About this exercise: Retype every entry below without altering anything.

(Stored records)
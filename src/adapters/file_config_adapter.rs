//! INI file configuration adapter.
//!
//! configparser lowercases section and key names, so lookups are
//! case-insensitive.

use crate::domain::error::TraderError;
use crate::ports::config_port::ConfigPort;
use configparser::ini::Ini;
use std::path::Path;

pub struct FileConfigAdapter {
    config: Ini,
}

impl FileConfigAdapter {
    pub fn from_file<P: AsRef<Path>>(path: P) -> Result<Self, TraderError> {
        let path = path.as_ref();
        let mut config = Ini::new();
        config.load(path).map_err(|reason| TraderError::ConfigParse {
            file: path.display().to_string(),
            reason,
        })?;
        Ok(Self { config })
    }

    pub fn from_string(content: &str) -> Result<Self, TraderError> {
        let mut config = Ini::new();
        config
            .read(content.to_string())
            .map_err(|reason| TraderError::ConfigParse {
                file: "<string>".to_string(),
                reason,
            })?;
        Ok(Self { config })
    }
}

impl ConfigPort for FileConfigAdapter {
    fn get_string(&self, section: &str, key: &str) -> Option<String> {
        self.config
            .get(section, key)
            .map(|v| v.trim().to_string())
            .filter(|v| !v.is_empty())
    }

    fn sections(&self) -> Vec<String> {
        let mut sections = self.config.sections();
        sections.sort();
        sections
    }

    fn keys(&self, section: &str) -> Vec<String> {
        let mut keys: Vec<String> = self
            .config
            .get_map_ref()
            .get(&section.to_lowercase())
            .map(|entries| entries.keys().cloned().collect())
            .unwrap_or_default();
        keys.sort();
        keys
    }
}

#[cfg(test)]
mod tests {
    use super::*;
    use std::io::Write;
    use tempfile::NamedTempFile;

    fn create_temp_config(content: &str) -> NamedTempFile {
        let mut file = NamedTempFile::new().unwrap();
        write!(file, "{}", content).unwrap();
        file
    }

    #[test]
    fn from_string_parses_config() {
        let content = r#"
[backtest]
initial_balance = 2500.0
instruments = BTC/USDT, ETH/USDT

[decision]
macro_timeframes = 4h,1d
"#;
        let adapter = FileConfigAdapter::from_string(content).unwrap();
        assert_eq!(
            adapter.get_string("backtest", "instruments"),
            Some("BTC/USDT, ETH/USDT".to_string())
        );
        assert_eq!(
            adapter.get_string("decision", "macro_timeframes"),
            Some("4h,1d".to_string())
        );
    }

    #[test]
    fn get_string_returns_none_for_missing_key() {
        let adapter = FileConfigAdapter::from_string("[backtest]\ntrade_size = 1\n").unwrap();
        assert_eq!(adapter.get_string("backtest", "missing"), None);
        assert_eq!(adapter.get_string("missing_section", "key"), None);
    }

    #[test]
    fn empty_value_reads_as_missing() {
        let adapter = FileConfigAdapter::from_string("[search]\nseed =\n").unwrap();
        assert_eq!(adapter.get_string("search", "seed"), None);
    }

    #[test]
    fn lookups_ignore_case() {
        let adapter =
            FileConfigAdapter::from_string("[BTCUSDT@1h]\nEMA_Fast = 9\n").unwrap();
        assert_eq!(adapter.get_string("btcusdt@1h", "ema_fast"), Some("9".to_string()));
        assert_eq!(adapter.get_string("BTCUSDT@1h", "EMA_FAST"), Some("9".to_string()));
    }

    #[test]
    fn lists_sections_and_keys() {
        let content =
            "[defaults]\nrsi_length = 14\nweight_ema = 1.2\n\n[ETHUSDT@15m]\nstoploss = 0.02\n";
        let adapter = FileConfigAdapter::from_string(content).unwrap();
        assert_eq!(adapter.sections(), vec!["defaults", "ethusdt@15m"]);
        assert_eq!(adapter.keys("defaults"), vec!["rsi_length", "weight_ema"]);
        assert_eq!(adapter.keys("ETHUSDT@15m"), vec!["stoploss"]);
        assert!(adapter.keys("nope").is_empty());
    }

    #[test]
    fn from_file_reads_config() {
        let file = create_temp_config("[backtest]\ndata_dir = /var/lib/ohlcv\n");
        let adapter = FileConfigAdapter::from_file(file.path()).unwrap();
        assert_eq!(
            adapter.get_string("backtest", "data_dir"),
            Some("/var/lib/ohlcv".to_string())
        );
    }

    #[test]
    fn from_file_returns_error_for_missing_file() {
        let result = FileConfigAdapter::from_file("/nonexistent/path/config.ini");
        assert!(matches!(result, Err(TraderError::ConfigParse { .. })));
    }
}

Written solution:
filename src/adapters/file_config_adapter.rs
//! INI file configuration adapter.
//!
//! configparser lowercases section and key names, so lookups are
//! case-insensitive.

use crate::domain::error::TraderError;
use crate::ports::config_port::ConfigPort;
use configparser::ini::Ini;
use std::path::Path;

pub struct FileConfigAdapter {
    config: Ini,
}

impl FileConfigAdapter {
    pub fn from_file<P: AsRef<Path>>(path: P) -> Result<Self, TraderError> {
        let path = path.as_ref();
        let mut config = Ini::new();
        config.load(path).map_err(|reason| TraderError::ConfigParse {
            file: path.display().to_string(),
            reason,
        })?;
        Ok(Self { config })
    }

    pub fn from_string(content: &str) -> Result<Self, TraderError> {
        let mut config = Ini::new();
        config
            .read(content.to_string())
            .map_err(|reason| TraderError::ConfigParse {
                file: "<string>".to_string(),
                reason,
            })?;
        Ok(Self { config })
    }
}

impl ConfigPort for FileConfigAdapter {
    fn get_string(&self, section: &str, key: &str) -> Option<String> {
        self.config
            .get(section, key)
            .map(|v| v.trim().to_string())
            .filter(|v| !v.is_empty())
    }

    fn sections(&self) -> Vec<String> {
        let mut sections = self.config.sections();
        sections.sort();
        sections
    }

    fn keys(&self, section: &str) -> Vec<String> {
        let mut keys: Vec<String> = self
            .config
            .get_map_ref()
            .get(&section.to_lowercase())
            .map(|entries| entries.keys().cloned().collect())
            .unwrap_or_default();
        keys.sort();
        keys
    }
}

#[cfg(test)]
mod tests {
    use super::*;
    use std::io::Write;
    use tempfile::NamedTempFile;

    fn create_temp_config(content: &str) -> NamedTempFile {
        let mut file = NamedTempFile::new().unwrap();
        write!(file, "{}", content).unwrap();
        file
    }

    #[test]
    fn from_string_parses_config() {
        let content = r#"
[backtest]
initial_balance = 2500.0
instruments = BTC/USDT, ETH/USDT

[decision]
macro_timeframes = 4h,1d
"#;
        let adapter = FileConfigAdapter::from_string(content).unwrap();
        assert_eq!(
            adapter.get_string("backtest", "instruments"),
            Some("BTC/USDT, ETH/USDT".to_string())
        );
        assert_eq!(
            adapter.get_string("decision", "macro_timeframes"),
            Some("4h,1d".to_string())
        );
    }

    #[test]
    fn get_string_returns_none_for_missing_key() {
        let adapter = FileConfigAdapter::from_string("[backtest]\ntrade_size = 1\n").unwrap();
        assert_eq!(adapter.get_string("backtest", "missing"), None);
        assert_eq!(adapter.get_string("missing_section", "key"), None);
    }

    #[test]
    fn empty_value_reads_as_missing() {
        let adapter = FileConfigAdapter::from_string("[search]\nseed =\n").unwrap();
        assert_eq!(adapter.get_string("search", "seed"), None);
    }

    #[test]
    fn lookups_ignore_case() {
        let adapter =
            FileConfigAdapter::from_string("[BTCUSDT@1h]\nEMA_Fast = 9\n").unwrap();
        assert_eq!(adapter.get_string("btcusdt@1h", "ema_fast"), Some("9".to_string()));
        assert_eq!(adapter.get_string("BTCUSDT@1h", "EMA_FAST"), Some("9".to_string()));
    }

    #[test]
    fn lists_sections_and_keys() {
        let content =
            "[defaults]\nrsi_length = 14\nweight_ema = 1.2\n\n[ETHUSDT@15m]\nstoploss = 0.02\n";
        let adapter = FileConfigAdapter::from_string(content).unwrap();
        assert_eq!(adapter.sections(), vec!["defaults", "ethusdt@15m"]);
        assert_eq!(adapter.keys("defaults"), vec!["rsi_length", "weight_ema"]);
        assert_eq!(adapter.keys("ETHUSDT@15m"), vec!["stoploss"]);
        assert!(adapter.keys("nope").is_empty());
    }

    #[test]
    fn from_file_reads_config() {
        let file = create_temp_config("[backtest]\ndata_dir = /var/lib/ohlcv\n");
        let adapter = FileConfigAdapter::from_file(file.path()).unwrap();
        assert_eq!(
            adapter.get_string("backtest", "data_dir"),
            Some("/var/lib/ohlcv".to_string())
        );
    }

    #[test]
    fn from_file_returns_error_for_missing_file() {
        let result = FileConfigAdapter::from_file("/nonexistent/path/config.ini");
        assert!(matches!(result, Err(TraderError::ConfigParse { .. })));
    }
}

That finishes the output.